• [MATERIAL TO PROCESS]
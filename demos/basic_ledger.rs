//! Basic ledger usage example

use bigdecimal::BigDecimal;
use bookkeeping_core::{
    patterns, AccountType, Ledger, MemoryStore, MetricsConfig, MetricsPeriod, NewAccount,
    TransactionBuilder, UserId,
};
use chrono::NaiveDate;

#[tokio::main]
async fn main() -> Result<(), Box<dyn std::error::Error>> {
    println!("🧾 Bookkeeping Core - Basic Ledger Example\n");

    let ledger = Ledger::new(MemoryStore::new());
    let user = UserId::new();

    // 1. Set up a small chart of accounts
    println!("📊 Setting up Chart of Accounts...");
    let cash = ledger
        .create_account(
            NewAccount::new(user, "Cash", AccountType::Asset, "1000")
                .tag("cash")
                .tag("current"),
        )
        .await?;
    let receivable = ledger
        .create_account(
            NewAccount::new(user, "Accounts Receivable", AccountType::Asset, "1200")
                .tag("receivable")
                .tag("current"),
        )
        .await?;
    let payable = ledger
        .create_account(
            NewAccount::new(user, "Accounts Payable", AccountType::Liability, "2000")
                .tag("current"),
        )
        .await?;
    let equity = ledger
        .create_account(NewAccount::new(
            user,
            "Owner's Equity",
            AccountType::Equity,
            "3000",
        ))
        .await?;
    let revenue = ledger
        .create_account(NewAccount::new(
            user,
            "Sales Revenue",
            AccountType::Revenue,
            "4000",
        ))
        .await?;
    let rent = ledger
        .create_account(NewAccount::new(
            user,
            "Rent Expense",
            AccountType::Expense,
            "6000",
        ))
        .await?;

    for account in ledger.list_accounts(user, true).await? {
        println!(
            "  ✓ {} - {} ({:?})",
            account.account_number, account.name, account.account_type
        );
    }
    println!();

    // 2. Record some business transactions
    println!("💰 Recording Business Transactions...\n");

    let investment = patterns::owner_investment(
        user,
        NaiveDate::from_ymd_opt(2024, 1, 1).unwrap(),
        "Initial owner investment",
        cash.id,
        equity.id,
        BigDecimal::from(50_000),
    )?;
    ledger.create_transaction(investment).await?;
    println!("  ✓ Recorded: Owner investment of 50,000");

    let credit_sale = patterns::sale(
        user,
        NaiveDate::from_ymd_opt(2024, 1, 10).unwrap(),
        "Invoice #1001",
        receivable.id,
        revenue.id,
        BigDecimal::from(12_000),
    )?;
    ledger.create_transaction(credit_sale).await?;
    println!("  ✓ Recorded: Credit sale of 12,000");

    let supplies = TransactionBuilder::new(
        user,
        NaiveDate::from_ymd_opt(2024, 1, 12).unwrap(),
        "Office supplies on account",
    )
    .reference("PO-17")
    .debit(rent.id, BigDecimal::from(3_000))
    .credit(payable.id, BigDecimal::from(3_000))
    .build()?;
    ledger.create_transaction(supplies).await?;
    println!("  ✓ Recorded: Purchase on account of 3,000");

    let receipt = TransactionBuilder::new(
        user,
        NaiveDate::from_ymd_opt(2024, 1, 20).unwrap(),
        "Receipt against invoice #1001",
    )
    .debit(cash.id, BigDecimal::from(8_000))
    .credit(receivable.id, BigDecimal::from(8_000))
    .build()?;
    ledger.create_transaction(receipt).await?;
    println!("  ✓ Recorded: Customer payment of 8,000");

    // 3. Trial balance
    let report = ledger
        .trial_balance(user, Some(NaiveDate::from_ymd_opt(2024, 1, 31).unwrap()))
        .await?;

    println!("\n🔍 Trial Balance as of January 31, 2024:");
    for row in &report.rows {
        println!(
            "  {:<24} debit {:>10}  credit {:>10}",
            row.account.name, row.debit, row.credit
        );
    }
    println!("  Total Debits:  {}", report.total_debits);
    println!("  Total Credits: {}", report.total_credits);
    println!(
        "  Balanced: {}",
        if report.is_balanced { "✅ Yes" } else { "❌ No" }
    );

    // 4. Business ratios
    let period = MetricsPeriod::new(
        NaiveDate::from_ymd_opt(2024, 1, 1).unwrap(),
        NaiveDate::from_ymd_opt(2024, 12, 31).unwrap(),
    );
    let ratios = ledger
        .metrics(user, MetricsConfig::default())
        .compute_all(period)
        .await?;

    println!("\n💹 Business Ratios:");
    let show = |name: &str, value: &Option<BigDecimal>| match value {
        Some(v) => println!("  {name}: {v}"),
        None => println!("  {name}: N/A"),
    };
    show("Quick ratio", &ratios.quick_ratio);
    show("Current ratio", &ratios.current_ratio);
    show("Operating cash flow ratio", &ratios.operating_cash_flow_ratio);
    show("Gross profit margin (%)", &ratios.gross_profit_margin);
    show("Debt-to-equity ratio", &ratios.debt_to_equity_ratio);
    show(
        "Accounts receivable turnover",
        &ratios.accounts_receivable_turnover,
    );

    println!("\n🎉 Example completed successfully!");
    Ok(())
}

• [THE PROBLEM] Working through the records above, copy each one exactly.

• [FINAL ANSWER]
filename demos/basic_ledger.rs
//! Basic ledger usage example

use bigdecimal::BigDecimal;
use bookkeeping_core::{
    patterns, AccountType, Ledger, MemoryStore, MetricsConfig, MetricsPeriod, NewAccount,
    TransactionBuilder, UserId,
};
use chrono::NaiveDate;

#[tokio::main]
async fn main() -> Result<(), Box<dyn std::error::Error>> {
    println!("🧾 Bookkeeping Core - Basic Ledger Example\n");

    let ledger = Ledger::new(MemoryStore::new());
    let user = UserId::new();

    // 1. Set up a small chart of accounts
    println!("📊 Setting up Chart of Accounts...");
    let cash = ledger
        .create_account(
            NewAccount::new(user, "Cash", AccountType::Asset, "1000")
                .tag("cash")
                .tag("current"),
        )
        .await?;
    let receivable = ledger
        .create_account(
            NewAccount::new(user, "Accounts Receivable", AccountType::Asset, "1200")
                .tag("receivable")
                .tag("current"),
        )
        .await?;
    let payable = ledger
        .create_account(
            NewAccount::new(user, "Accounts Payable", AccountType::Liability, "2000")
                .tag("current"),
        )
        .await?;
    let equity = ledger
        .create_account(NewAccount::new(
            user,
            "Owner's Equity",
            AccountType::Equity,
            "3000",
        ))
        .await?;
    let revenue = ledger
        .create_account(NewAccount::new(
            user,
            "Sales Revenue",
            AccountType::Revenue,
            "4000",
        ))
        .await?;
    let rent = ledger
        .create_account(NewAccount::new(
            user,
            "Rent Expense",
            AccountType::Expense,
            "6000",
        ))
        .await?;

    for account in ledger.list_accounts(user, true).await? {
        println!(
            "  ✓ {} - {} ({:?})",
            account.account_number, account.name, account.account_type
        );
    }
    println!();

    // 2. Record some business transactions
    println!("💰 Recording Business Transactions...\n");

    let investment = patterns::owner_investment(
        user,
        NaiveDate::from_ymd_opt(2024, 1, 1).unwrap(),
        "Initial owner investment",
        cash.id,
        equity.id,
        BigDecimal::from(50_000),
    )?;
    ledger.create_transaction(investment).await?;
    println!("  ✓ Recorded: Owner investment of 50,000");

    let credit_sale = patterns::sale(
        user,
        NaiveDate::from_ymd_opt(2024, 1, 10).unwrap(),
        "Invoice #1001",
        receivable.id,
        revenue.id,
        BigDecimal::from(12_000),
    )?;
    ledger.create_transaction(credit_sale).await?;
    println!("  ✓ Recorded: Credit sale of 12,000");

    let supplies = TransactionBuilder::new(
        user,
        NaiveDate::from_ymd_opt(2024, 1, 12).unwrap(),
        "Office supplies on account",
    )
    .reference("PO-17")
    .debit(rent.id, BigDecimal::from(3_000))
    .credit(payable.id, BigDecimal::from(3_000))
    .build()?;
    ledger.create_transaction(supplies).await?;
    println!("  ✓ Recorded: Purchase on account of 3,000");

    let receipt = TransactionBuilder::new(
        user,
        NaiveDate::from_ymd_opt(2024, 1, 20).unwrap(),
        "Receipt against invoice #1001",
    )
    .debit(cash.id, BigDecimal::from(8_000))
    .credit(receivable.id, BigDecimal::from(8_000))
    .build()?;
    ledger.create_transaction(receipt).await?;
    println!("  ✓ Recorded: Customer payment of 8,000");

    // 3. Trial balance
    let report = ledger
        .trial_balance(user, Some(NaiveDate::from_ymd_opt(2024, 1, 31).unwrap()))
        .await?;

    println!("\n🔍 Trial Balance as of January 31, 2024:");
    for row in &report.rows {
        println!(
            "  {:<24} debit {:>10}  credit {:>10}",
            row.account.name, row.debit, row.credit
        );
    }
    println!("  Total Debits:  {}", report.total_debits);
    println!("  Total Credits: {}", report.total_credits);
    println!(
        "  Balanced: {}",
        if report.is_balanced { "✅ Yes" } else { "❌ No" }
    );

    // 4. Business ratios
    let period = MetricsPeriod::new(
        NaiveDate::from_ymd_opt(2024, 1, 1).unwrap(),
        NaiveDate::from_ymd_opt(2024, 12, 31).unwrap(),
    );
    let ratios = ledger
        .metrics(user, MetricsConfig::default())
        .compute_all(period)
        .await?;

    println!("\n💹 Business Ratios:");
    let show = |name: &str, value: &Option<BigDecimal>| match value {
        Some(v) => println!("  {name}: {v}"),
        None => println!("  {name}: N/A"),
    };
    show("Quick ratio", &ratios.quick_ratio);
    show("Current ratio", &ratios.current_ratio);
    show("Operating cash flow ratio", &ratios.operating_cash_flow_ratio);
    show("Gross profit margin (%)", &ratios.gross_profit_margin);
    show("Debt-to-equity ratio", &ratios.debt_to_equity_ratio);
    show(
        "Accounts receivable turnover",
        &ratios.accounts_receivable_turnover,
    );

    println!("\n🎉 Example completed successfully!");
    Ok(())
}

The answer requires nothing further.